Le Sanglier / Myriam Chirousse. - Buchet Chastel, 2016

« Est-ce le destin de tous les couples de devenir un jour une maison abandonnée où ne bruisse que le vent de l’habitude ? » p. 101
Il a quitté sa femme, elle a quitté son compagnon. Après un coup de foudre mutuel, ils se sont mis en couple. Christian et Carole logent en location, au milieu de nulle part, dans une maison décrépite qui prend l’eau, en compagnie de Martin, le chien (on notera la suprême originalité qui a dû présider au choix du nom de l’animal).

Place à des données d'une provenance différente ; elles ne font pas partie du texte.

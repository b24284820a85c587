//! # Task Executor
//!
//! A fixed-size worker pool that runs discovery calls off the caller's thread.
//!
//! Work is submitted as a zero-argument closure producing a future. Submission
//! never blocks and returns a [`TaskHandle`] immediately; the caller may poll
//! it, attach a completion reaction, await it, or block on it later.
//!
//! ## Ordering
//!
//! With one worker, tasks run to completion one after another in submission
//! order. With more workers, tasks run concurrently and may finish in any
//! order; correlate results through their handles.
//!
//! ## Cancellation
//!
//! Cancelling a handle before its task starts prevents the task from running.
//! Cancelling after it started lets the call run to completion (or to its own
//! deadline) and only withholds the result from that handle.
//!
//! The executor imposes no timeout of its own.

use log::{debug, error, info};
use std::future::Future;
use std::pin::Pin;
use std::sync::atomic::{AtomicU8, Ordering};
use std::sync::Arc;
use tokio::runtime::{Builder, Handle, Runtime};
use tokio::sync::{mpsc, watch, Mutex};
use uuid::Uuid;

use crate::common::error::{DiscoveryError, Result};

type Job = Box<dyn FnOnce() -> Pin<Box<dyn Future<Output = ()> + Send>> + Send>;

/// Lifecycle of a submitted task.
#[derive(Debug, Clone, Copy, PartialEq, Eq)]
pub enum TaskState {
    /// Accepted by the pool, not yet picked up by a worker
    Submitted,
    /// A worker is executing the call
    Running,
    Completed,
    Failed,
    /// Failed with `DeadlineExceeded`
    TimedOut,
    /// Cancelled before a worker picked it up
    Cancelled,
}

impl TaskState {
    pub fn is_terminal(&self) -> bool {
        !matches!(self, TaskState::Submitted | TaskState::Running)
    }

    fn from_u8(value: u8) -> Self {
        match value {
            0 => TaskState::Submitted,
            1 => TaskState::Running,
            2 => TaskState::Completed,
            3 => TaskState::Failed,
            4 => TaskState::TimedOut,
            _ => TaskState::Cancelled,
        }
    }
}

/// Set on top of `Running` or a terminal state when a handle was cancelled
/// after its task started.
const WITHHELD: u8 = 0x80;

struct TaskStatus {
    state: AtomicU8,
}

impl TaskStatus {
    fn new() -> Self {
        Self {
            state: AtomicU8::new(TaskState::Submitted as u8),
        }
    }

    fn state(&self) -> TaskState {
        TaskState::from_u8(self.state.load(Ordering::Acquire) & !WITHHELD)
    }

    /// Claim the task for execution. False if it was cancelled first.
    fn begin(&self) -> bool {
        self.state
            .compare_exchange(
                TaskState::Submitted as u8,
                TaskState::Running as u8,
                Ordering::AcqRel,
                Ordering::Acquire,
            )
            .is_ok()
    }

    fn finish<T>(&self, result: &Result<T>) {
        let state = match result {
            Ok(_) => TaskState::Completed,
            Err(DiscoveryError::DeadlineExceeded(_)) => TaskState::TimedOut,
            Err(_) => TaskState::Failed,
        };
        let _ = self
            .state
            .fetch_update(Ordering::AcqRel, Ordering::Acquire, |current| {
                Some((current & WITHHELD) | state as u8)
            });
    }

    /// Prevents a queued task from running, or withholds a running task's
    /// result. A finished task is left untouched.
    fn cancel(&self) -> bool {
        let mut prevented = false;
        let _ = self
            .state
            .fetch_update(Ordering::AcqRel, Ordering::Acquire, |current| {
                match TaskState::from_u8(current & !WITHHELD) {
                    TaskState::Submitted => {
                        prevented = true;
                        Some(TaskState::Cancelled as u8)
                    }
                    TaskState::Running => {
                        prevented = false;
                        Some(current | WITHHELD)
                    }
                    _ => {
                        prevented = false;
                        None
                    }
                }
            });
        prevented
    }

    fn is_cancelled(&self) -> bool {
        let current = self.state.load(Ordering::Acquire);
        current & WITHHELD != 0 || TaskState::from_u8(current) == TaskState::Cancelled
    }
}

/// Bounded worker pool shared by discovery clients.
pub struct TaskExecutor {
    runtime: Option<Runtime>,
    handle: Handle,
    queue: mpsc::UnboundedSender<Job>,
    pool_size: usize,
}

impl TaskExecutor {
    /// Start a pool with `pool_size` workers (at least one).
    ///
    /// # Errors
    /// `Executor` if the worker threads cannot be spawned.
    pub fn new(pool_size: usize) -> Result<Self> {
        let pool_size = pool_size.max(1);
        let runtime = Builder::new_multi_thread()
            .worker_threads(pool_size)
            .thread_name("discovery-worker")
            .enable_all()
            .build()
            .map_err(|e| DiscoveryError::Executor(format!("failed to start worker pool: {}", e)))?;

        let (queue, jobs) = mpsc::unbounded_channel::<Job>();
        let jobs = Arc::new(Mutex::new(jobs));

        for worker in 0..pool_size {
            let jobs = jobs.clone();
            runtime.spawn(async move {
                loop {
                    let job = { jobs.lock().await.recv().await };
                    let Some(job) = job else { break };
                    job().await;
                }
                debug!("Worker {} stopped", worker);
            });
        }

        info!("🚀 Worker pool started with {} worker(s)", pool_size);

        Ok(Self {
            handle: runtime.handle().clone(),
            runtime: Some(runtime),
            queue,
            pool_size,
        })
    }

    pub fn pool_size(&self) -> usize {
        self.pool_size
    }

    /// Queue `work` and return its handle immediately.
    pub fn submit<F, Fut, T>(&self, work: F) -> TaskHandle<T>
    where
        F: FnOnce() -> Fut + Send + 'static,
        Fut: Future<Output = Result<T>> + Send + 'static,
        T: Clone + Send + Sync + 'static,
    {
        let id = Uuid::new_v4();
        let status = Arc::new(TaskStatus::new());
        let (tx, rx) = watch::channel(None);

        let job_status = status.clone();
        let job: Job = Box::new(move || -> Pin<Box<dyn Future<Output = ()> + Send>> {
            Box::pin(async move {
                if !job_status.begin() {
                    debug!("⏭️  Task {} cancelled before start", id);
                    return;
                }
                // A panicking call fails its task, not the worker.
                let result = match tokio::spawn(async move { work().await }).await {
                    Ok(result) => result,
                    Err(e) => {
                        error!("❌ Task {} aborted: {}", id, e);
                        Err(DiscoveryError::Executor(format!("task aborted: {}", e)))
                    }
                };
                job_status.finish(&result);
                let _ = tx.send(Some(result));
            })
        });

        if self.queue.send(job).is_err() {
            error!("❌ Task {} rejected: worker pool has shut down", id);
            status
                .state
                .store(TaskState::Failed as u8, Ordering::Release);
        } else {
            debug!("Task {} submitted", id);
        }

        TaskHandle {
            id,
            status,
            result: rx,
            runtime: self.handle.clone(),
        }
    }
}

impl Drop for TaskExecutor {
    fn drop(&mut self) {
        if let Some(runtime) = self.runtime.take() {
            runtime.shutdown_background();
        }
    }
}

/// Handle to one submitted task.
///
/// Once the task reaches a terminal state its result never changes and can be
/// retrieved any number of times.
pub struct TaskHandle<T> {
    id: Uuid,
    status: Arc<TaskStatus>,
    result: watch::Receiver<Option<Result<T>>>,
    runtime: Handle,
}

impl<T> TaskHandle<T>
where
    T: Clone + Send + Sync + 'static,
{
    pub fn id(&self) -> Uuid {
        self.id
    }

    /// State of the underlying task.
    ///
    /// After a cancel that came too late to stop the task, this keeps
    /// tracking the call itself (`Running`, then `Completed`, `Failed` or
    /// `TimedOut`) while retrievals from this handle return `Cancelled`.
    /// Check [`is_cancelled`](Self::is_cancelled) to tell the two apart.
    pub fn state(&self) -> TaskState {
        self.status.state()
    }

    /// True if this handle was cancelled, whether or not the task ran.
    /// Retrievals then return `Cancelled`.
    pub fn is_cancelled(&self) -> bool {
        self.status.is_cancelled()
    }

    pub fn is_finished(&self) -> bool {
        self.state().is_terminal()
    }

    /// Cancel the task.
    ///
    /// Returns `true` if the task had not started and will never run. Returns
    /// `false` if it is already running; the call is not interrupted, but
    /// this handle will report `Cancelled` from now on. Cancelling a finished
    /// task returns `false` and keeps its result.
    pub fn cancel(&self) -> bool {
        let prevented = self.status.cancel();
        if prevented {
            info!("🛑 Task {} cancelled before start", self.id);
        } else if self.status.is_cancelled() {
            info!("🛑 Task {} cancelled, result withheld", self.id);
        } else {
            debug!("Task {} already finished, cancel ignored", self.id);
        }
        prevented
    }

    /// Non-blocking poll. `None` while the task is still queued or running.
    pub fn try_result(&self) -> Option<Result<T>> {
        if self.status.is_cancelled() {
            return Some(Err(DiscoveryError::Cancelled));
        }
        if let Some(result) = self.result.borrow().as_ref() {
            return Some(result.clone());
        }
        if self.result.has_changed().is_err() {
            return Some(Err(abandoned()));
        }
        None
    }

    /// Wait for the result without blocking the executor's threads.
    pub async fn wait_async(&self) -> Result<T> {
        let mut rx = self.result.clone();
        resolve(&mut rx, &self.status).await
    }

    /// Block the calling thread until the task reaches a terminal state.
    ///
    /// # Errors
    /// `Executor` when called from inside an async runtime; use
    /// [`wait_async`](Self::wait_async) there instead.
    pub fn wait(&self) -> Result<T> {
        if Handle::try_current().is_ok() {
            return Err(DiscoveryError::Executor(
                "blocking wait called from an async context, use wait_async".to_string(),
            ));
        }
        self.runtime.block_on(self.wait_async())
    }

    /// Run `callback` with the result once the task finishes.
    pub fn on_complete<F>(&self, callback: F)
    where
        F: FnOnce(Result<T>) + Send + 'static,
    {
        let mut rx = self.result.clone();
        let status = self.status.clone();
        self.runtime.spawn(async move {
            callback(resolve(&mut rx, &status).await);
        });
    }
}

async fn resolve<T: Clone>(
    rx: &mut watch::Receiver<Option<Result<T>>>,
    status: &TaskStatus,
) -> Result<T> {
    if status.is_cancelled() {
        return Err(DiscoveryError::Cancelled);
    }

    let outcome = rx.wait_for(|result| result.is_some()).await.map(|r| (*r).clone());

    if status.is_cancelled() {
        return Err(DiscoveryError::Cancelled);
    }
    match outcome {
        Ok(Some(result)) => result,
        _ => Err(abandoned()),
    }
}

fn abandoned() -> DiscoveryError {
    DiscoveryError::Executor("task ended without producing a result".to_string())
}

C’est un samedi matin ordinaire de décembre, ils se rendent en ville pour ce qui constitue les aventures de leur vie : déposer un chèque à la banque, acheter un ceinturon pour monsieur, des culottes pour madame (bleu et gris les culottes), manger chez Mamivette, la grand-mère de Carole, qui a préparé son spécial gratin oubliant que sa petite-fille amenait le repas, faire les courses, passer à la station-service et retour au bercail. Quelques imprévus palpitants viennent entraver la journée : Carole et son envie de faire pipi confrontée à l’absence de lumière dans les toilettes du centre commercial ou la carte bleue de Christian avalée par le distributeur de billets. L’anxiété permanente et maladive de Christian va compromettre un si riche programme. Un tout petit roman qui se lit sans déplaisir mais dont on aurait du mal à faire l’un des romans importants de la rentrée littéraire et qui n’atteint évidemment pas l’intérêt des livres de Marie-Hélène Lafon chez le même éditeur.